Conflict driven technological change (Beijing edition)

Input by Norbert Schepers at the Forum “Modern Governance and the Challenge of Rapid Technological Change”, on November 10, 2018 at the China University of Political Science and Law.
· The rapid technological development, especially digital technological change, not only changes people's lives, but also profoundly changes the operating environment of public politics, and challenges modern governance. How does the rapid change of technology change the content and form of modern governance? How should the government, in face of the challenge of technological change, deal with numerous governance issues?
· Around these problems, the School of Political Science and Public Administration (SPSPA) of China University of Political Science and Law and the Rosa Luxemburg Stiftung (RLS) Beijing Office jointly organized an academic forum on "Modern Governance and the Challenge of Rapid Technological Change", inviting experts and scholars from different fields to conduct a dialogue on this issue.
Technological change is not necessarily a force which only pushes governments forward in a dynamic process – and with which governments struggle to keep pace with – but also one which in its beginning may be unleashed by governmental initiative and resources. So we must acknowledge that we have also to look at technological change driven by governments.

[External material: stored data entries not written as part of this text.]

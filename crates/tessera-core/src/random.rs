//! Randomly filled matrices and vectors.
//!
//! Sampling is delegated to [`rand`] and [`rand_distr`]; every generator takes
//! the RNG explicitly so callers control seeding.
//!
//! ```
//! # use tessera_core::Matrix;
//! use rand::SeedableRng;
//! use rand::rngs::StdRng;
//!
//! let mut rng = StdRng::seed_from_u64(7);
//! let a = Matrix::uniform(3, 4, &mut rng).unwrap();
//! assert_eq!(a.shape(), (3, 4));
//! assert!(a.as_slice().iter().all(|x| (-1.0..1.0).contains(x)));
//! ```

use rand::Rng;
use rand::distr::StandardUniform;
use rand_distr::{Distribution, Poisson, StandardNormal};

use crate::error::{CoreError, Result};
use crate::matrix::{Matrix, Vector, check_dims};

fn sample<D, R>(len: usize, dist: D, rng: &mut R) -> Vec<f64>
where
    D: Distribution<f64>,
    R: Rng + ?Sized,
{
    dist.sample_iter(rng).take(len).collect()
}

fn poisson(lambda: f64) -> Result<Poisson<f64>> {
    if !lambda.is_finite() {
        return Err(CoreError::InvalidArgument {
            reason: "poisson rate must be finite",
        });
    }
    Poisson::new(lambda).map_err(|_| CoreError::InvalidArgument {
        reason: "poisson rate must be positive and within the sampler's range",
    })
}

impl Matrix {
    /// Uniform on `[0, 1)`.
    pub fn rand<R: Rng + ?Sized>(m: usize, n: usize, rng: &mut R) -> Result<Matrix> {
        check_dims(m, n)?;
        Ok(Matrix::from_vec_unchecked(sample(m * n, StandardUniform, rng), m, n))
    }

    /// Uniform on `[-1, 1)`.
    pub fn uniform<R: Rng + ?Sized>(m: usize, n: usize, rng: &mut R) -> Result<Matrix> {
        Ok(Matrix::rand(m, n, rng)?.map(|x| 2.0 * x - 1.0))
    }

    /// Standard normal.
    pub fn gaussian<R: Rng + ?Sized>(m: usize, n: usize, rng: &mut R) -> Result<Matrix> {
        check_dims(m, n)?;
        Ok(Matrix::from_vec_unchecked(sample(m * n, StandardNormal, rng), m, n))
    }

    /// Poisson counts with rate `lambda`.
    pub fn poisson<R: Rng + ?Sized>(m: usize, n: usize, lambda: f64, rng: &mut R) -> Result<Matrix> {
        check_dims(m, n)?;
        let dist = poisson(lambda)?;
        Ok(Matrix::from_vec_unchecked(sample(m * n, dist, rng), m, n))
    }
}

impl Vector {
    /// Uniform on `[0, 1)`.
    pub fn rand<R: Rng + ?Sized>(n: usize, rng: &mut R) -> Result<Vector> {
        check_dims(1, n)?;
        Ok(Vector::quick(sample(n, StandardUniform, rng)))
    }

    /// Uniform on `[-1, 1)`.
    pub fn uniform<R: Rng + ?Sized>(n: usize, rng: &mut R) -> Result<Vector> {
        Ok(Vector::rand(n, rng)?.map(|x| 2.0 * x - 1.0))
    }

    /// Standard normal.
    pub fn gaussian<R: Rng + ?Sized>(n: usize, rng: &mut R) -> Result<Vector> {
        check_dims(1, n)?;
        Ok(Vector::quick(sample(n, StandardNormal, rng)))
    }

    /// Poisson counts with rate `lambda`.
    pub fn poisson<R: Rng + ?Sized>(n: usize, lambda: f64, rng: &mut R) -> Result<Vector> {
        check_dims(1, n)?;
        let dist = poisson(lambda)?;
        Ok(Vector::quick(sample(n, dist, rng)))
    }
}

#[cfg(test)]
#[allow(clippy::float_cmp)]
mod tests {
    use super::*;
    use rand::SeedableRng;
    use rand::rngs::StdRng;

    #[test]
    fn test_rand_range_and_shape() {
        let mut rng = StdRng::seed_from_u64(42);
        let a = Matrix::rand(20, 30, &mut rng).unwrap();
        assert_eq!(a.shape(), (20, 30));
        assert!(a.as_slice().iter().all(|x| (0.0..1.0).contains(x)));
    }

    #[test]
    fn test_uniform_covers_negative_half() {
        let mut rng = StdRng::seed_from_u64(1);
        let v = Vector::uniform(1000, &mut rng).unwrap();
        assert!(v.as_slice().iter().all(|x| (-1.0..1.0).contains(x)));
        assert!(v.as_slice().iter().any(|&x| x < 0.0));
        assert!(v.as_slice().iter().any(|&x| x > 0.0));
    }

    #[test]
    fn test_gaussian_moments() {
        let mut rng = StdRng::seed_from_u64(3);
        let a = Matrix::gaussian(10_000, 1, &mut rng).unwrap();
        let mean = a.mean().as_slice()[0];
        let var = a.variance().as_slice()[0];
        assert!(mean.abs() < 0.05, "mean {mean}");
        assert!((var - 1.0).abs() < 0.1, "variance {var}");
    }

    #[test]
    fn test_poisson_counts() {
        let mut rng = StdRng::seed_from_u64(9);
        let a = Matrix::poisson(50, 40, 4.0, &mut rng).unwrap();
        assert!(a.as_slice().iter().all(|&x| x >= 0.0 && x.fract() == 0.0));
        let mean = a.as_slice().iter().sum::<f64>() / 2000.0;
        assert!((mean - 4.0).abs() < 0.3, "mean {mean}");

        assert!(Matrix::poisson(2, 2, 0.0, &mut rng).is_err());
        assert!(Matrix::poisson(2, 2, -1.0, &mut rng).is_err());
        assert!(Vector::poisson(3, f64::INFINITY, &mut rng).is_err());
    }

    #[test]
    fn test_seeded_is_reproducible() {
        let a = Matrix::gaussian(4, 4, &mut StdRng::seed_from_u64(11)).unwrap();
        let b = Matrix::gaussian(4, 4, &mut StdRng::seed_from_u64(11)).unwrap();
        assert_eq!(a, b);
    }

    #[test]
    fn test_zero_dimension_rejected() {
        let mut rng = StdRng::seed_from_u64(0);
        assert!(Matrix::rand(0, 3, &mut rng).is_err());
        assert!(Vector::gaussian(0, &mut rng).is_err());
    }
}
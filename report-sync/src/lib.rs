//! # Report Sync
//!
//! Persistence for the report editor. Keeps the active report's canvas in
//! step with a REST backend by saving on a timer and on request.
//!
//! ## Architecture
//!
//! ```text
//! ┌──────────────┐   actions    ┌────────────────────┐
//! │  UI / CLI    │ ───────────► │  Reconciler        │
//! └──────────────┘              │  (report-core)     │
//!        │                      └─────────┬──────────┘
//!        │ save / close                   │ pending pages + tombstones
//!        ▼                                ▼
//! ┌──────────────────────────────────────────────────┐
//! │  PersistenceSync                                 │
//! │  - interval task (skips while a save is running) │
//! │  - explicit saves (queue behind the running one) │
//! └──────────────────────┬───────────────────────────┘
//!                        │ ReportBackend
//!            ┌───────────┴───────────┐
//!            ▼                       ▼
//!      HttpBackend             MemoryBackend
//!      (reqwest, retries)      (tests, fault injection)
//! ```

#![forbid(unsafe_code)]
#![warn(missing_docs)]
#![deny(clippy::all)]
#![deny(clippy::pedantic)]
#![allow(clippy::module_name_repetitions)]

pub mod backend;
pub mod cli;
pub mod config;
pub mod http;
pub mod launch;
pub mod sync;

pub use backend::{BackendError, BackendResult, MemoryBackend, ReportBackend};
pub use cli::{read_pages, CliArgs, ClientConfig, Command};
pub use config::{RetryConfig, SyncConfig, DEFAULT_SYNC_INTERVAL};
pub use http::HttpBackend;
pub use launch::{LaunchParams, OpenRequest};
pub use sync::{
    CloseDecision, PersistenceSync, SaveSummary, SaveTrigger, SkipReason, SyncError, SyncEvent,
    SyncHandle, SyncOutcome,
};

/// Crate version.
pub const VERSION: &str = env!("CARGO_PKG_VERSION");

I am a political scientist and one of my interests lies in the field of the complex relationship between technological development and society, especially in conflict and warfare. Technology is of course a transformative force in our societies and at the same time the production of our technologies is driven by conflict: to say the least, research and development are more likely assigned with relevant resources if a new technology is promising to give advantage in a major conflict.

My example I want to talk about today are the Drone Wars – by which I understand the phenomena of growing and massive use of unmanned technology by the US military and their allies in the last 20 to 30 years – and about the historical and technological background of this development.

The Drone Wars – From the “War on Terror” to the robot wars of the future

Killing operations of British and American remote-controlled combat drones have become during the last two decades a new kind of warfare. During the Obama administration – and after the disastrous occupation in Iraq – these operations have become the significant shaping of the “Global War on Terror” (GWOT) after 9/11 (the terror attacks on the US in 2001).

The drone strikes (currently mainly in Afghanistan, Pakistan, Somalia and Yemen) serve the killing of suspected members of terrorist groups, so-called targeted killings. But this is anything but precise or surgical, because the missile strikes with which the terror suspects are quasi executed, take the lives of many bystanders or civilians.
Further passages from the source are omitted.